開始20分後、70台をゲット こちらは多摩川の高橋さんからの釣果報告

 ボウズ続きでスランプのこの頃だが、なんとかアベレージオーバーでボウズを回避できた。水温は12〜13度と暖かいほうで、魚全体の活性も悪くない。上りの鯉の通りはよく、うまくいけば寄せることができるかもしれない。小さめに握ったダンゴで再投入。

 アタリは続くか・・?あまり期待はせずに、勉強セットを準備した伊藤君の釣り場へ戻る。水面には泡付けとウグイのモジリと波紋。伊藤君の仕掛けにはウグイが反応して鈴を鳴らしていた。その鈴がさらに激しく荒ばれるのを待ち望みながら、専門用語だらけのプリントに目を通す。同じ学校の同じ学科に通う伊藤君とは、不明瞭な点を相談しあえる。座りながらじっと活字を読むような時間は、この気温の冷たい季節よりも暖かい春のほうが向いていて捗りそうだが、このような勉強方法も悪くない。

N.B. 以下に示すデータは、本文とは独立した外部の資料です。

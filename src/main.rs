use infinite_canvas::rocket;

#[rocket::main]
async fn main() {
    tracing_subscriber::fmt()
        .with_env_filter(tracing_subscriber::EnvFilter::from_default_env())
        .init();

    if let Err(e) = rocket().launch().await {
        tracing::error!("server exited with error: {e}");
        std::process::exit(1);
    }
}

 13時30分、センサー受信機にノイズが入る。発信源からの距離が離れているため、というか、バッテリーが弱いためにメロディまで受信しきれていない。すぐさま自分の釣り場へ駆けるが、竿は動いておらず、スイッチが入った一番竿のラインは大きく下流へと走っていたが、途中でスッポ抜けたのだろう、仕掛けに魚の気配はない。だが鯉は寄っている・・食い気は申し分ない。

 橋の上から川を覗き、目視すると、アベレージから70超えの鯉が8匹、ポイント周辺をうろついているのがわかった。ダンゴの中心部には近づこうとしないが、バラケた粒子と、一投目のダンゴの残りを意識して口を使っている。入ってきている魚の数が少ないのなら、ダンゴの粉末を振るいにかけて大粒を半数ほどカットするが、これだけ魚がいるのであれば、逆に多目に配合したほうがいいかもしれない。

 魚はいる、けど警戒心は強い。見た感じ、バラケたダンゴの粒子だけをひたすらついばみ、食わせだけを残していくパターンだろう。いまポイントにいるスクールの魚がヒットしてくれればいいが、しばらく待ってそれがなかった場合、次のスクールが入ってくる前にダンゴはほとんど食われてしまっているはずだ。ダンゴを野球ボール大に握り同じ場所に投入。

 その頃、多摩川の高橋さんは70センチを追釣したようで、丸々とした体格の鯉の写真とともに報告メールが届いた。私もこのスランプから抜け出すべく、釣果を重ねたい。今がチャンスであるが・・・・・。

 すっかり勉強のほうに夢中になっていた午後14時30分、受信機が2番竿からの発信をキャッチ。こんどこそ・・と思うが、またしても竿は動いていない。だが、穂先は若干曲がっているようだ。小鯉やフナが付いているパターンだ。上げてみると案の定、30センチクラスのおチビさんが最高のフッキングで掛かっていた。

 リリースして打ち返しを行った直後、勉強スペースに戻ろうとする私の耳に凄まじい飛沫の音が入り振り返る。一番竿のクリップがはずれ、竿は余韻を残している。掛かった鯉が水面から飛び出し、そのときに抜けてしまったのだろう。また1番竿か・・・。仕掛けを回収し、スッポ抜けが続く原因を探すも、特に問題はみつからない。とりあえず針を代えて再投入しておこう。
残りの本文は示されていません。